Orthogonalize Indices

2022-03-14

The convolution operation $C = A * B$ is key to many signal processing applications. When used in a convolutional neural network, backpropagation also requires the calculation of the gradient of the convolution with respect to its arguments during the 'reverse pass'. Ignoring differentiation with respect to B, let's take conv! and convpullback! as representatives of the forward and reverse passes for convolution.

julia> using OffsetArrays

julia> function conv!(_C, _A, _B)
    A = OffsetArray(_A, OffsetArrays.Origin(0,0))
    B = OffsetArray(_B, OffsetArrays.Origin(0,0))
    C = OffsetArray(_C, OffsetArrays.Origin(0,0))
    I, J = size(B)
    M, N = size(C)
    for n = 0:N-1, m = 0:M-1, i = 0:I-1, j = 0:J-1
        C[m,n] += A[m + i, n + j] * B[i, j]
    end
    return C
end

julia> function convpullback!(_Ā, _B, _C̄)
    Ā = OffsetArray(_Ā, OffsetArrays.Origin(0,0))
    B = OffsetArray(_B, OffsetArrays.Origin(0,0))
    C̄ = OffsetArray(_C̄, OffsetArrays.Origin(0,0))
    I, J = size(B)
    M, N = size(C̄)
    for n = 0:N-1, m = 0:M-1, i = 0:I-1, j = 0:J-1
        Ā[m + i, n + j] += B[i, j] * C̄[m, n]
    end
    return Ā
end

While the forward pass is easy to optimize via register tiling, this is not the case for the pullback: the index into $\bar{A}$ is dependent on all four loop induction variables, making it impossible to hoist these loads and stores out of any loops. This forces us to re-load and re-store memory on every iteration, requiring several additional CPU instructions per multiplication.

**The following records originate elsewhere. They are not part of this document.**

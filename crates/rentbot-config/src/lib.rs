use std::path::{Path, PathBuf};

use serde::{Deserialize, Serialize};
use thiserror::Error;

#[derive(Debug, Error)]
pub enum ConfigError {
    #[error("read config failed: {0}")]
    Read(String),
    #[error("parse config failed: {0}")]
    Parse(String),
    #[error("schema load failed: {0}")]
    SchemaLoad(String),
    #[error("schema validation failed: {0}")]
    SchemaValidation(String),
    #[error("unsupported config: {0}")]
    UnsupportedConfig(String),
}

#[derive(Debug, Clone, Serialize, Deserialize)]
pub struct Config {
    pub catalog: Catalog,
    #[serde(default)]
    pub tracker: Tracker,
    #[serde(default)]
    pub dialogue: Dialogue,
    #[serde(default)]
    pub logging: Logging,
}

#[derive(Debug, Clone, Serialize, Deserialize)]
pub struct Catalog {
    pub csv_path: String,
    #[serde(default)]
    pub match_locality: bool,
}

#[derive(Debug, Clone, Serialize, Deserialize)]
pub struct Tracker {
    #[serde(default = "default_change_detection")]
    pub change_detection: String,
}

impl Default for Tracker {
    fn default() -> Self {
        Self {
            change_detection: default_change_detection(),
        }
    }
}

#[derive(Debug, Clone, Serialize, Deserialize)]
pub struct Dialogue {
    #[serde(default = "default_auto_policy")]
    pub auto_policy: bool,
}

impl Default for Dialogue {
    fn default() -> Self {
        Self {
            auto_policy: default_auto_policy(),
        }
    }
}

#[derive(Debug, Clone, Serialize, Deserialize)]
pub struct Logging {
    #[serde(default = "default_log_level")]
    pub level: String,
}

impl Default for Logging {
    fn default() -> Self {
        Self {
            level: default_log_level(),
        }
    }
}

fn default_change_detection() -> String {
    "multiset".to_string()
}

fn default_auto_policy() -> bool {
    true
}

fn default_log_level() -> String {
    "info".to_string()
}

const SUPPORTED_CHANGE_DETECTION: &[&str] = &["multiset", "per_key"];
const SUPPORTED_LOG_LEVELS: &[&str] = &["trace", "debug", "info", "warn", "error"];

pub fn load_and_validate(path: &str) -> Result<Config, ConfigError> {
    let config_text =
        std::fs::read_to_string(path).map_err(|e| ConfigError::Read(format!("{path}: {e}")))?;
    let value: serde_yaml::Value =
        serde_yaml::from_str(&config_text).map_err(|e| ConfigError::Parse(e.to_string()))?;

    let instance = serde_json::to_value(value).map_err(|e| ConfigError::Parse(e.to_string()))?;
    validate_against_schema(&instance)?;

    let cfg: Config =
        serde_json::from_value(instance).map_err(|e| ConfigError::Parse(e.to_string()))?;
    validate_runtime_support(&cfg)?;
    Ok(cfg)
}

const SCHEMA_RELATIVE_PATH: &str = "config/config.schema.json";

fn schema_candidates() -> Vec<PathBuf> {
    vec![
        PathBuf::from(SCHEMA_RELATIVE_PATH),
        Path::new(env!("CARGO_MANIFEST_DIR"))
            .join("../..")
            .join(SCHEMA_RELATIVE_PATH),
    ]
}

fn locate_schema(candidates: &[PathBuf]) -> Result<PathBuf, ConfigError> {
    candidates.iter().find(|p| p.exists()).cloned().ok_or_else(|| {
        let searched: Vec<String> = candidates.iter().map(|p| p.display().to_string()).collect();
        ConfigError::SchemaLoad(format!(
            "rentbot config schema not found; searched {}",
            searched.join(", ")
        ))
    })
}

fn validate_against_schema(instance: &serde_json::Value) -> Result<(), ConfigError> {
    let schema_path = locate_schema(&schema_candidates())?;

    let schema_text =
        std::fs::read_to_string(schema_path).map_err(|e| ConfigError::SchemaLoad(e.to_string()))?;
    let schema: serde_json::Value =
        serde_json::from_str(&schema_text).map_err(|e| ConfigError::SchemaLoad(e.to_string()))?;

    let validator =
        jsonschema::validator_for(&schema).map_err(|e| ConfigError::SchemaLoad(e.to_string()))?;
    let errors: Vec<String> = validator
        .iter_errors(instance)
        .map(|e| e.to_string())
        .collect();
    if !errors.is_empty() {
        return Err(ConfigError::SchemaValidation(errors.join("; ")));
    }
    Ok(())
}

fn validate_runtime_support(cfg: &Config) -> Result<(), ConfigError> {
    if cfg.catalog.csv_path.trim().is_empty() {
        return Err(ConfigError::UnsupportedConfig(
            "catalog.csv_path must not be empty".to_string(),
        ));
    }
    if !SUPPORTED_CHANGE_DETECTION.contains(&cfg.tracker.change_detection.as_str()) {
        return Err(ConfigError::UnsupportedConfig(format!(
            "tracker.change_detection={} is not implemented; supported: multiset, per_key",
            cfg.tracker.change_detection
        )));
    }
    if !SUPPORTED_LOG_LEVELS.contains(&cfg.logging.level.to_ascii_lowercase().as_str()) {
        return Err(ConfigError::UnsupportedConfig(format!(
            "logging.level={} is not supported; expected one of trace, debug, info, warn, error",
            cfg.logging.level
        )));
    }
    Ok(())
}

I'll add a post detailing register tiling, but for now just note that aside from reducing the loads and stores to $\bar{A}$ by factors equal to the loops they're hoisted out of, tiling also results in several times fewer loads from B and from $\bar{C}$ , enabling code to start attaining significant fractions of peak flops. This reduced demand on memory bandwidth can deliver performance gains of about an order of magnitude in typical cases.

Now onto this post's core question: can we re-index the memory accesses so that $\bar{A}$ is dependent on only two loops? That is, we want to produce a new set of loops that looks more like

for w in W, x in X
    Āwx = Ā[w, x]
    for y in Y, z in Z
        Āwx += B[???] * C̄[???]
    end
    Ā[w, x] = Āwx
end

allowing a register-efficient tiled access pattern. If we can, what are the new ranges W, X, Y, and Z, and what are the new indices into B and $\bar{C}$ ? Can we develop a general algorithm?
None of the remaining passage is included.